PVR INOX plans to close 50 loss-making cinemas over next six months
PVR INOX, the multiplex operator, has recorded a quarterly loss of Rs 3.33 billion ($40.72 million). It is hit by one-time impairment charges and expenses related to the planned shutdowns of some cinemas.
Formed by the merger of two multiplex operators - PVR and INOX early this year, the company said that it took an accelerated depreciation charge of Rs 105.8 million on 50 loss-making cinemas it plans to shut down over the next six months.
Since the pandemic, the cinema operators in the country are struggling, when a lockdown was imposed on the people to stay at home and made streaming more popular among movie enthusiasts, prompting PVR and Inox to join forces.
In FY2024, PVR INOX plans to come up with 150-175 more screens.

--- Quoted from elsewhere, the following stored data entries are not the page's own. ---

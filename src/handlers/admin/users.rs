use axum::extract::State;

use crate::guard::RequireSuperAdmin;
use crate::middleware::{ApiResponse, ApiResult};
use crate::state::AppState;
use crate::store::UserRow;

/// GET /api/admin/users - all users across practices.
pub async fn list(
    State(state): State<AppState>,
    RequireSuperAdmin(_principal): RequireSuperAdmin,
) -> ApiResult<Vec<UserRow>> {
    let users = state.store.users().await?;
    Ok(ApiResponse::success(users))
}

It also took an impairment charge of Rs 108.2 million related to a project in a Bengaluru mall which was suspended, the company said. PVR INOX is reporting results for the first time after the completion of the merger.
PVR had reported a loss of Rs 1.05 billion a year earlier, when the two companies were separate.
"While there has been some volatility at the box office over the past few months, we are confident that this trend will settle down over the next two to three quarters," PVR INOX said.
Revenue for the quarter stood at Rs 11.43 billion, while total expenses were at Rs 13.64 billion.